A second public resource, GENEDESIGN (http://baderlab.bme.jhu.edu/gd/), provides fine-grained functionality at the gene level. It provides computer-aided-design modules for synonymous codon substitutions, restriction site design, and generation of tiling oligo order sheets that can be transmitted directly to DNA vendors. We are developing new capabilities for GENEDESIGN, such as the ability to design hypomorphic or temperatures sensitive alleles of essential genes for use in genetic screens.

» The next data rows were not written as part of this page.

use super::{AppConfig, ConfigError};

/// Validate the full application config, returning an error if any rule is violated.
///
/// # Errors
///
/// Returns [`ConfigError::Validation`] when any configuration invariant is violated.
pub fn validate_config(config: &AppConfig) -> Result<(), ConfigError> {
    validate_server_config(config)?;
    validate_allowed_keys(config)?;
    validate_backend(config)?;
    validate_log_level(config)?;
    Ok(())
}

fn validation_err(msg: impl Into<String>) -> ConfigError {
    ConfigError::Validation(msg.into())
}

fn validate_server_config(config: &AppConfig) -> Result<(), ConfigError> {
    let server = &config.server;
    if server.timeout == 0 {
        return Err(validation_err("server.timeout must be greater than 0"));
    }
    if server.stream_idle_timeout == 0 {
        return Err(validation_err(
            "server.stream_idle_timeout must be greater than 0",
        ));
    }
    if server.http_pool_max_idle_per_host == 0 {
        return Err(validation_err(
            "server.http_pool_max_idle_per_host must be greater than 0",
        ));
    }
    if let Some(worker_threads) = server.runtime_worker_threads {
        if worker_threads == 0 {
            return Err(validation_err(
                "server.runtime_worker_threads must be greater than 0 when set",
            ));
        }
    }
    Ok(())
}

fn validate_allowed_keys(config: &AppConfig) -> Result<(), ConfigError> {
    if config.client_authentication.allowed_keys.is_empty() {
        return Err(validation_err("allowed_keys cannot be empty"));
    }
    for key in &config.client_authentication.allowed_keys {
        if key.trim().is_empty() {
            return Err(validation_err("allowed_keys contains an empty key"));
        }
    }
    Ok(())
}

fn validate_backend(config: &AppConfig) -> Result<(), ConfigError> {
    let backend = &config.backend;
    let parsed = url::Url::parse(&backend.base_url)
        .map_err(|err| validation_err(format!("backend.base_url is not a valid URL: {err}")))?;
    if !matches!(parsed.scheme(), "http" | "https") {
        return Err(validation_err(
            "backend.base_url must start with http:// or https://",
        ));
    }
    if backend.api_key.trim().is_empty() {
        return Err(validation_err("backend.api_key cannot be empty"));
    }
    if backend.deployment.trim().is_empty() {
        return Err(validation_err("backend.deployment cannot be empty"));
    }
    if let Some(version) = backend.api_version.as_deref() {
        if version.trim().is_empty() {
            return Err(validation_err(
                "backend.api_version cannot be empty when set",
            ));
        }
    }
    validate_proxy_url(backend.proxy.as_deref())
}

fn validate_proxy_url(proxy: Option<&str>) -> Result<(), ConfigError> {
    let Some(proxy) = proxy.map(str::trim) else {
        return Ok(());
    };
    if proxy.is_empty() {
        return Err(validation_err("backend.proxy cannot be empty when set"));
    }
    let parsed = url::Url::parse(proxy)
        .map_err(|err| validation_err(format!("backend.proxy is not a valid URL: {err}")))?;
    if !matches!(parsed.scheme(), "http" | "https") {
        return Err(validation_err(
            "backend.proxy must use http:// or https://",
        ));
    }
    Ok(())
}

fn validate_log_level(config: &AppConfig) -> Result<(), ConfigError> {
    let valid_levels = ["DEBUG", "INFO", "WARNING", "ERROR", "CRITICAL", "DISABLED"];
    if !valid_levels.contains(&config.features.log_level.to_uppercase().as_str()) {
        return Err(validation_err(format!(
            "log_level must be one of {valid_levels:?}"
        )));
    }
    Ok(())
}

These resources are being used to generate a synthetic yeast strain that can identify locally minimal genomes (genomes where one additional gene deletion causes lethality). The innovation in this project, a collaboration with the Boeke lab, is to design a yeast strain to lose pieces of DNA as a stochastic process, creating a swarm of genotypes that can be tested in parallel for viability. My lab has been responsible for developing the algorithms that permit insertion of loxP recombination sites and unique sequence tags throughout the yeast genome. We have also provided the workflow software for a student course that has been the source of much of the DNA for this project (Dymond et al. 2009).

Synthetic biology provides new capabilities for reverse genetic screens, in which libraries of gene sequences are pre-synthesized and tested for biological function. Libraries of protein mutants are valuable for pleiotropic proteins where individual residues are responsible for distinct functions. This is true of histone proteins, for which modifications to specific residues are correlated with process such as chromatin silencing, transcriptional activity, and DNA damage sensing and repair. We have developed a new database for storing and analyzing data from large-scale mutant screens (Huang et al. 2009). An innovative feature of this database is the ability to overlay phenotypes from synthetic library screens with protein structure, identifying protein regions responsible for particular biological functions. The first instance of this database, http://www.histonehits.org/, contains data from a comprehensive reverse genetics study of mutations in yeast histones (Dai et al. 2008).

Design of synthetic genes and proteins requires accurate prediction of function. As a counterpart to our synthetic biology work, we have been developing methods to predict the specificity of protein-DNA interactions using all-atom simulations of transcription factor proteins to calculate binding free energies with DNA sequences. Initial tests with homeodomain proteins suggest that we may be able to identify binding specificities for $1000 to $2000 per protein based on the amortized cost of CPU cycles (Liu and Bader 2006, 2007), a competitive cost compared to wet-lab alternatives.